The 1E refers to those embodiments in which the layer thicknesses of the first and second electrodes 122 . 126 and the photovoltaically active element 124 small compared to the width of the narrow recesses 141 are so the narrow recesses 141 from the photovoltaic active elements 124 or the second electrodes 126 are lined.

The 1F and 1G show the cross-sectional areas of the laser beams at the location on the solar cell module in producing the narrow and wide recesses according to the 1D or 1E , The laser beam is usually focused at the location of occurrence to an approximately circular cross-sectional area. The laser beam then follows the desired track, for example in the x direction, and ablates material along the track. The usual beam diameter at the place of occurrence is 30 to 80 microns. If a recess with a larger width is to be generated, then the recess can be composed of a plurality of tracks, which are arranged side by side along a vertical y-direction to the x-direction and can overlap slightly. Within the same writing position, the tracks can be adjusted with high accuracy against each other.

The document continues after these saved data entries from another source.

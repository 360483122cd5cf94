mod backend;
mod paths;
mod settings;

pub use backend::{ConfigBackend, TomlConfigBackend};
pub use paths::{AbzPaths, BASE_DIR_ENV, ConfigError};
pub use settings::{AppConfig, EditorSettings, LoggingConfig, ServerConfig};
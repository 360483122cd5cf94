use tracing::{info, warn};

use crate::domain::{DatasetId, EvalJobId};
use crate::errors::CoreError;
use crate::ports::{DatasetGateway, GatewayError};
use crate::wire::{self, DeleteResponse, EvalJob, JobStatus, SaveResponse};

/// Consulta y cancelación de los trabajos de evaluación de un dataset.
pub struct EvalJobService<G>
where
  G: DatasetGateway,
{
  gateway: G,
  csrf_token: Option<String>,
}

impl<G> EvalJobService<G>
where
  G: DatasetGateway,
{
  pub fn new(gateway: G, csrf_token: Option<String>) -> Self {
    Self { gateway, csrf_token }
  }

  /// Trabajos del dataset en el orden en que los devuelve el servidor.
  pub async fn list(&self, dataset: DatasetId) -> Result<Vec<EvalJob>, CoreError> {
    let doc = self.gateway.eval_jobs(dataset).await?;
    let jobs = wire::decode_eval_jobs(doc).map_err(|e| GatewayError::Protocol(e.to_string()))?;
    info!(%dataset, jobs = jobs.len(), "evaluation jobs listed");
    Ok(jobs)
  }

  /// Quita de la cola un trabajo pendiente. Los que ya están en marcha o
  /// terminados no se tocan.
  pub async fn delete_pending(&self, dataset: DatasetId, job: EvalJobId) -> Result<(), CoreError> {
    let current = self.list(dataset).await?.into_iter().find(|j| j.id == job).ok_or(CoreError::JobNotFound(job))?;
    if current.status != JobStatus::Pending {
      return Err(CoreError::JobNotPending { job, status: current.status });
    }

    match self.gateway.delete_eval_job(dataset, job, self.csrf_token.as_deref()).await? {
      DeleteResponse::Deleted => {
        info!(%dataset, %job, "evaluation job removed from queue");
        Ok(())
      }
      DeleteResponse::Rejected(body) => {
        let msg = SaveResponse::rejection_message(&body);
        warn!(%dataset, %job, error = %msg, "evaluation job deletion rejected");
        Err(CoreError::Rejected(msg))
      }
    }
  }
}
use std::path::PathBuf;

use abz_config::ServerConfig;
use abz_core::domain::{DatasetId, EditorConfig, EvalJobId};
use clap::{Parser, Subcommand};

/// Command-line arguments for abz-editor
#[derive(Parser, Debug)]
#[command(name = "abz-editor")]
#[command(about = "Create and edit AcousticBrainz datasets from the command line")]
#[command(version)]
pub struct Cli {
  /// Dataset service URL (overrides `[server] base_url`)
  #[arg(long, global = true, env = "ABZ_BASE_URL")]
  pub base_url: Option<String>,

  /// CSRF token sent with save requests (overrides `[server] csrf_token`)
  #[arg(long, global = true, env = "ABZ_CSRF_TOKEN")]
  pub csrf_token: Option<String>,

  #[command(subcommand)]
  pub command: Command,
}

#[derive(Subcommand, Debug)]
pub enum Command {
  /// Print a dataset's classes and recording counts
  Show {
    #[arg(value_parser = parse_dataset_id)]
    dataset: DatasetId,
  },

  /// Create a dataset from a CSV file of `<mbid>,<class name>` rows
  Import {
    csv: PathBuf,

    #[arg(long)]
    name: String,

    #[arg(long, default_value = "")]
    description: String,

    /// Create the dataset as private
    #[arg(long)]
    private: bool,

    /// Print the payload instead of sending it
    #[arg(long)]
    dry_run: bool,
  },

  /// Add recordings (MBIDs or MusicBrainz URLs) to a class of an existing dataset
  AddRecordings {
    #[arg(value_parser = parse_dataset_id)]
    dataset: DatasetId,

    /// Class position, starting at 1 as shown by `show`
    #[arg(long = "class")]
    class: usize,

    #[arg(required = true)]
    recordings: Vec<String>,
  },

  /// Check whether a dataset meets the evaluation requirements
  Check {
    #[arg(value_parser = parse_dataset_id)]
    dataset: DatasetId,
  },

  /// List a dataset's evaluation jobs, or remove a pending one
  Jobs {
    #[arg(value_parser = parse_dataset_id)]
    dataset: DatasetId,

    /// Remove this job from the evaluation queue (pending jobs only)
    #[arg(long, value_parser = parse_job_id)]
    delete: Option<EvalJobId>,
  },
}

fn parse_dataset_id(s: &str) -> Result<DatasetId, String> {
  DatasetId::parse(s).ok_or_else(|| format!("\"{s}\" is not a dataset id"))
}

fn parse_job_id(s: &str) -> Result<EvalJobId, String> {
  EvalJobId::parse(s).ok_or_else(|| format!("\"{s}\" is not a job id"))
}

impl Cli {
  /// Applies command-line overrides on top of the `[server]` section.
  pub fn server_config(&self, mut cfg: ServerConfig) -> ServerConfig {
    if let Some(url) = &self.base_url {
      cfg.base_url = url.clone();
    }
    if let Some(token) = &self.csrf_token {
      cfg.csrf_token = Some(token.clone());
    }
    cfg
  }
}

/// Builds the explicit session configuration for a command.
pub fn editor_config(dataset: Option<DatasetId>, server: &ServerConfig) -> EditorConfig {
  let cfg = match dataset {
    Some(id) => EditorConfig::edit(id),
    None => EditorConfig::create(),
  };
  match &server.csrf_token {
    Some(token) => cfg.with_csrf_token(token.clone()),
    None => cfg,
  }
}
use std::io::BufRead;

use thiserror::Error;
use tracing::info;

use crate::domain::{ClassKeys, Dataset, DatasetClass, Mbid};
use crate::services::DatasetDraftStore;

#[derive(Debug, Error)]
pub enum ImportError {
  #[error("io error: {0}")]
  Io(#[from] std::io::Error),

  #[error("line {line}: each row must contain one <MBID, class name> pair")]
  BadRow { line: usize },

  #[error("line {line}: \"{input}\" is not a valid recording MBID")]
  InvalidIdentifier { line: usize, input: String },

  #[error("line {line}: recording {mbid} is already in class \"{class}\"")]
  DuplicateIdentifier { line: usize, mbid: Mbid, class: String },
}

/// Crea un borrador a partir de un CSV de filas `<mbid>,<nombre de clase>`.
///
/// Las clases aparecen en el orden en que se ven por primera vez; las
/// grabaciones, en el orden de las filas. Las líneas vacías se ignoran.
/// Los campos pueden ir entre comillas dobles (`""` escapa una comilla), pero
/// no pueden ocupar varias líneas.
pub fn import_csv<R: BufRead>(
  name: impl Into<String>,
  description: impl Into<String>,
  reader: R,
) -> Result<DatasetDraftStore, ImportError> {
  let mut keys = ClassKeys::new();
  let mut classes: Vec<DatasetClass> = Vec::new();

  for (i, line) in reader.lines().enumerate() {
    let line_no = i + 1;
    let line = line?;
    if line.trim().is_empty() {
      continue;
    }

    let fields = split_row(&line).ok_or(ImportError::BadRow { line: line_no })?;
    let [raw_mbid, class_name] = <[String; 2]>::try_from(fields).map_err(|_| ImportError::BadRow { line: line_no })?;

    let mbid = Mbid::parse(&raw_mbid).map_err(|_| ImportError::InvalidIdentifier { line: line_no, input: raw_mbid })?;

    let pos = match classes.iter().position(|c| c.name == class_name) {
      Some(pos) => pos,
      None => {
        let mut cls = DatasetClass::new(keys.next_key());
        cls.name = class_name;
        classes.push(cls);
        classes.len() - 1
      }
    };

    let cls = &mut classes[pos];
    if cls.contains(&mbid) {
      return Err(ImportError::DuplicateIdentifier { line: line_no, mbid, class: cls.name.clone() });
    }
    cls.recordings.push(mbid);
  }

  let dataset = Dataset { name: name.into(), description: description.into(), classes, ..Default::default() };
  info!(classes = dataset.classes.len(), recordings = dataset.recording_count(), "csv imported");
  Ok(DatasetDraftStore::from_parts(dataset, keys))
}

/// Separa una fila en campos. `None` si hay comillas sin cerrar.
fn split_row(line: &str) -> Option<Vec<String>> {
  let mut fields = Vec::new();
  let mut current = String::new();
  let mut quoted = false;
  let mut was_quoted = false;
  let mut chars = line.trim_end_matches('\r').chars().peekable();

  while let Some(c) = chars.next() {
    match c {
      '"' if quoted => {
        if chars.peek() == Some(&'"') {
          chars.next();
          current.push('"');
        } else {
          quoted = false;
        }
      }
      '"' if current.trim().is_empty() && !was_quoted => {
        current.clear();
        quoted = true;
        was_quoted = true;
      }
      ',' if !quoted => {
        fields.push(finish_field(&mut current, was_quoted));
        was_quoted = false;
      }
      _ => current.push(c),
    }
  }

  if quoted {
    return None;
  }
  fields.push(finish_field(&mut current, was_quoted));
  Some(fields)
}

fn finish_field(current: &mut String, was_quoted: bool) -> String {
  let field = std::mem::take(current);
  if was_quoted { field } else { field.trim().to_string() }
}
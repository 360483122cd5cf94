use abz_config::LoggingConfig;
use tracing_subscriber::{EnvFilter, layer::SubscriberExt, util::SubscriberInitExt};

/// Installs the global subscriber. `RUST_LOG` wins over `[logging] level`.
pub fn init(cfg: &LoggingConfig) {
  let filter = EnvFilter::try_from_default_env().unwrap_or_else(|_| EnvFilter::new(&cfg.level));

  // A second init (tests, embedding) keeps the first subscriber.
  let _ = tracing_subscriber::registry()
    .with(filter)
    .with(tracing_subscriber::fmt::layer().with_writer(std::io::stderr))
    .try_init();
}
use serde::{Deserialize, Serialize};

use crate::domain::ids::{DatasetId, EvalJobId};

/// Modo del editor: crear un dataset nuevo o editar uno existente.
#[derive(Debug, Clone, Copy, PartialEq, Eq, Default, Serialize, Deserialize)]
#[serde(rename_all = "lowercase")]
pub enum EditorMode {
  #[default]
  Create,
  Edit,
}

/// Configuración explícita de una sesión de edición.
///
/// Se construye en el host y se pasa a la sesión; el núcleo no lee
/// configuración ambiental.
#[derive(Debug, Clone, PartialEq, Eq, Default)]
pub struct EditorConfig {
  pub mode: EditorMode,
  /// Obligatorio en modo `Edit`.
  pub dataset_id: Option<DatasetId>,
  pub csrf_token: Option<String>,
}

impl EditorConfig {
  pub fn create() -> Self {
    EditorConfig { mode: EditorMode::Create, dataset_id: None, csrf_token: None }
  }

  pub fn edit(dataset_id: DatasetId) -> Self {
    EditorConfig { mode: EditorMode::Edit, dataset_id: Some(dataset_id), csrf_token: None }
  }

  pub fn with_csrf_token(mut self, token: impl Into<String>) -> Self {
    self.csrf_token = Some(token.into());
    self
  }

  /// Ruta del documento JSON del dataset a editar.
  pub fn load_path(&self) -> Option<String> {
    self.dataset_id.map(load_path)
  }

  /// Ruta a la que se envía el dataset según el modo.
  pub fn submit_path(&self) -> Option<String> {
    match (self.mode, self.dataset_id) {
      (EditorMode::Create, _) => Some("/datasets/service/create".to_string()),
      (EditorMode::Edit, Some(id)) => Some(format!("/datasets/service/{id}/edit")),
      (EditorMode::Edit, None) => None,
    }
  }
}

pub fn load_path(id: DatasetId) -> String {
  format!("/datasets/service/{id}/json")
}

/// Lista de trabajos de evaluación del dataset.
pub fn eval_jobs_path(id: DatasetId) -> String {
  format!("/datasets/{id}/evaluation/json")
}

/// Recurso de un trabajo concreto (solo admite `DELETE`).
pub fn eval_job_path(id: DatasetId, job: EvalJobId) -> String {
  format!("/datasets/{id}/{job}")
}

The 1F and 1G refer to embodiments in which the wide recess by writing three immediately adjacent tracks 153a -C with laser beams each about 60 μm in diameter and the narrow slots by writing individual tracks 151 come out with laser beams with a diameter of about 40 microns each. The width of the wide recess corresponds approximately to or is greater than the sum of the width of one of the narrow recesses and the distance between the center lines of two narrow recesses, which is about 120 microns in the example shown.

The 1F refers to the case of an ideal adjustment of the two writing levels. The middle of the tracks 153b the wide recess 143 covers the middle narrow recess 141 , With increasing misalignment begins one of the two outer tracks 153a . 153c the wide recess to cover one of the other narrow recesses. Just when the middle of the narrow recesses is no longer completely covered by the wide recess, one of the outer narrow recesses is completely exposed from the wide recess.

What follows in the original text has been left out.